Едва Марселино достиг реки, он развернулся и послал крученый шарик шестилетнему карапузу, а тот потерял сандалию и изо всех сил пытался справиться со своим поясом. В течение нескольких упоительных минут малыш вел за собой команду со всем грузом ответственности за нее, подпрыгивая на одной босой ноге и вцепившись в юбку, чтобы не дать ей свалиться. Вот когда я начал постигать истинный дух рарахипари! Кривые тропинки и зигзагообразная дистанция привносят в игру бесконечное и мгновенное самоуравнивание сил. Шар рикошетировал от всего, словно отскакивал от ракетки для пинг-понга, позволяя малышам, бегавшим медленнее других, подхватывать его всякий раз, когда Марселино приходилось выуживать шар из трещин. Различия между игровыми полями сглаживаются, так что от каждого требуется полная отдача сил, никто не остается без дела.
Мальчишки и девчонки с шумом носились вверх и вниз по неровной тропе, но, кажется, никого не интересовало, кто победил: не было никаких споров, никто не задирал нос и, что самое примечательное, никто никого не наставлял. Анхель и школьный учитель с удовольствием и напряженным интересом наблюдали за детьми, но не выкрикивали никаких указаний. Не слышно было даже одобрительных возгласов. Дети прибавляли скорость, когда им хотелось порезвиться, притормаживали, когда не хотелось, и, запыхавшись и немного переутомившись, изредка переводили дух под тенистым деревом.
Но в отличие от большинства игроков Марселино не сбавлял скорость. Не зная усталости, он взлетал на холмы так же легко, как сбегал с них. Его ноги двигались как ножницы, удивительно коротким, семенящим шагом, который не выглядел дерганым, а был плавным. Для мальчика-тараумара Марселино был высоковат, и на губах его была усмешка, выдававшая нервное возбуждение от игры, — такая же, какая всегда появлялась у Майкла Джордана, когда останавливаются часы.
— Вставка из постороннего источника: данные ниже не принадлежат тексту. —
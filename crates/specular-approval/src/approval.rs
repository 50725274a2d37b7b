//! Approval records: parsing, per-record verification, and role quorum.

use crate::message::build_approval_message;
use crate::scheme::SignatureScheme;
use crate::trust::TrustStore;
use crate::{gpg, ssh};
use chrono::{DateTime, Duration, Utc};
use serde::{Deserialize, Serialize};
use specular_core::bundle::validator::ApprovalChecker;
use specular_core::manifest::Manifest;
use specular_core::{ErrorKind, Result, SpecularError};
use std::collections::{BTreeMap, BTreeSet};

/// How long after signing an approval remains valid.
pub const DEFAULT_APPROVAL_TTL_DAYS: i64 = 90;

/// One `approvals/*.yaml` file's contents.
#[derive(Debug, Clone, Serialize, Deserialize)]
pub struct ApprovalRecord {
    pub role: String,
    pub user: String,
    pub timestamp: DateTime<Utc>,
    #[serde(skip_serializing_if = "Option::is_none")]
    pub comment: Option<String>,
    pub scheme: SignatureScheme,
    pub key_id: String,
    pub signature: String,
}

impl ApprovalRecord {
    /// Verify this record's signature covers `bundle_digest` and was made by
    /// a key the trust store accepts for this role, and is not expired.
    pub fn verify(&self, bundle_digest: &str, trust: &TrustStore, ttl: Duration) -> Result<()> {
        if Utc::now() - self.timestamp > ttl {
            return Err(SpecularError::new(
                ErrorKind::ApprovalExpired,
                format!("approval by '{}' for role '{}' expired", self.user, self.role),
            ));
        }

        let trusted = trust.find(&self.user, &self.role).ok_or_else(|| {
            SpecularError::new(
                ErrorKind::MissingApproval,
                format!("no trusted key for user '{}' in role '{}'", self.user, self.role),
            )
        })?;
        if trusted.scheme != self.scheme {
            return Err(SpecularError::new(
                ErrorKind::UnsupportedSignatureType,
                format!(
                    "approval declares scheme '{}' but trusted key for '{}' uses '{}'",
                    self.scheme, self.user, trusted.scheme
                ),
            ));
        }

        let message = build_approval_message(
            bundle_digest,
            &self.role,
            &self.user,
            self.timestamp,
            self.comment.as_deref(),
        );

        match self.scheme {
            SignatureScheme::Ssh => ssh::verify(message.as_bytes(), &trusted.key_material, &self.signature),
            SignatureScheme::Gpg => gpg::verify(message.as_bytes(), &trusted.key_material, &self.signature),
            SignatureScheme::X509 | SignatureScheme::Cosign => Err(SpecularError::new(
                ErrorKind::UnsupportedSignatureType,
                format!("'{}' approval verification is not implemented", self.scheme),
            )),
        }
    }
}

/// Parse every `approvals/*.yaml` blob collected from an extracted bundle.
pub fn parse_approvals(files: &BTreeMap<String, Vec<u8>>) -> Result<Vec<ApprovalRecord>> {
    let mut records = Vec::new();
    for (name, bytes) in files {
        let record: ApprovalRecord = serde_yaml::from_slice(bytes).map_err(|e| {
            SpecularError::new(ErrorKind::InvalidManifest, format!("parsing approval '{name}': {e}"))
        })?;
        records.push(record);
    }
    Ok(records)
}

/// Verify that every role the manifest requires has at least one valid,
/// unexpired approval from a trusted key (I4).
pub struct QuorumChecker {
    pub trust: TrustStore,
    pub ttl: Duration,
}

impl QuorumChecker {
    pub fn new(trust: TrustStore) -> Self {
        Self {
            trust,
            ttl: Duration::days(DEFAULT_APPROVAL_TTL_DAYS),
        }
    }
}

impl ApprovalChecker for QuorumChecker {
    fn check(
        &self,
        manifest: &Manifest,
        bundle_digest: &str,
        approval_files: &BTreeMap<String, Vec<u8>>,
    ) -> std::result::Result<(), Vec<SpecularError>> {
        let records = match parse_approvals(approval_files) {
            Ok(r) => r,
            Err(e) => return Err(vec![e]),
        };

        let mut errors = Vec::new();
        let mut satisfied_roles: BTreeSet<String> = BTreeSet::new();
        for record in &records {
            match record.verify(bundle_digest, &self.trust, self.ttl) {
                Ok(()) => {
                    satisfied_roles.insert(record.role.clone());
                }
                Err(e) => errors.push(e),
            }
        }

        for required_role in &manifest.required_approvals {
            if !satisfied_roles.contains(required_role) {
                errors.push(SpecularError::new(
                    ErrorKind::MissingApproval,
                    format!("role '{required_role}' has no valid approval"),
                ));
            }
        }

        if errors.is_empty() {
            Ok(())
        } else {
            Err(errors)
        }
    }
}

#[cfg(test)]
mod tests {
    use super::*;

    #[test]
    fn missing_role_is_reported() {
        let manifest = specular_core::manifest::Manifest {
            schema: specular_core::SCHEMA_V1.to_string(),
            id: "acme/demo".to_string(),
            version: "1.0.0".to_string(),
            created_at: Utc::now(),
            integrity: specular_core::IntegrityDescriptor {
                algorithm: "sha256".to_string(),
                digest: "sha256:abc".to_string(),
                manifest_digest: "abc".to_string(),
            },
            files: vec![],
            governance_level: None,
            required_approvals: vec!["release-manager".to_string()],
            metadata: Default::default(),
            description: None,
            authors: vec![],
            tags: vec![],
            dependencies: vec![],
        };
        let checker = QuorumChecker::new(TrustStore::default());
        let result = checker.check(&manifest, "sha256:deadbeef", &BTreeMap::new());
        assert!(result.is_err());
    }
}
Во время преодоления его командой заключительного этапа дистанции Марселино запулил шарик в сторону крутого склона большой скалы, чтобы тот отлетел как «от борта» влево, рассчитал рикошет и сумел принять собственный пас, поймав шарик на лету и пробежав немалое расстояние за считаные секунды по каменистой тропинке.
Тыльной стороной томагавка Анхель ударил по железному бруску. Игра закончилась. Дети гуськом потянулись в школу. Те, кто постарше, несли дрова для школьного открытого очага. Кто-то отвечал на наши приветствия; многие же впервые услышали испанские слова, лишь когда пришли в школу учиться. Марселино, однако, вышел из строя и подошел к нам. Анхель уже рассказал ему, что мы затеяли.
— Счастливого пути, — сказал Марселино. — Кабальо Бланко — друг моего отца.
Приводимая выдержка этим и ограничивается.